**What the exercise asks**
Filter the records, keeping every line that has the string "peers".

··· Excerpted data

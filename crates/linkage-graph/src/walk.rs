// SPDX-License-Identifier: Apache-2.0
// © James Ross Ω FLYING•ROBOTS <https://github.com/flyingrobots>
//! Traversals along one role.
//!
//! From each visited object the walk follows the endpoint it has for `role`
//! (objects without one are leaves) to the owners of that endpoint's peers.
//! Each object is yielded once, starting with `start`, so cycles terminate.

use std::collections::{BTreeSet, VecDeque};

use linkage_core::{LinkError, LinkStore, ObjectId, Role};

/// Objects reachable from `start` along `role`, nearest first.
pub fn walk_breadth_first<T>(
    store: &LinkStore<T>,
    start: ObjectId,
    role: Role,
) -> Result<Vec<ObjectId>, LinkError> {
    if !store.contains_object(start) {
        return Err(LinkError::UnknownObject(start));
    }
    let mut seen = BTreeSet::from([start]);
    let mut order = Vec::new();
    let mut queue = VecDeque::from([start]);
    while let Some(object) = queue.pop_front() {
        order.push(object);
        let Some(end) = store.endpoint_of(object, role) else {
            continue;
        };
        store.for_each_peer(end, |next| {
            if seen.insert(next) {
                queue.push_back(next);
            }
        })?;
    }
    Ok(order)
}

/// Objects reachable from `start` along `role`, in pre-order; peers are
/// visited in their endpoint's order.
pub fn walk_depth_first<T>(
    store: &LinkStore<T>,
    start: ObjectId,
    role: Role,
) -> Result<Vec<ObjectId>, LinkError> {
    if !store.contains_object(start) {
        return Err(LinkError::UnknownObject(start));
    }
    let mut seen = BTreeSet::new();
    let mut order = Vec::new();
    let mut stack = vec![start];
    while let Some(object) = stack.pop() {
        if !seen.insert(object) {
            continue;
        }
        order.push(object);
        let Some(end) = store.endpoint_of(object, role) else {
            continue;
        };
        let mut next = Vec::new();
        store.for_each_peer(end, |peer| next.push(peer))?;
        stack.extend(next.into_iter().rev().filter(|peer| !seen.contains(peer)));
    }
    Ok(order)
}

······

**Expected answer**
//! (objects without one are leaves) to the owners of that endpoint's peers.
/// Objects reachable from `start` along `role`, in pre-order; peers are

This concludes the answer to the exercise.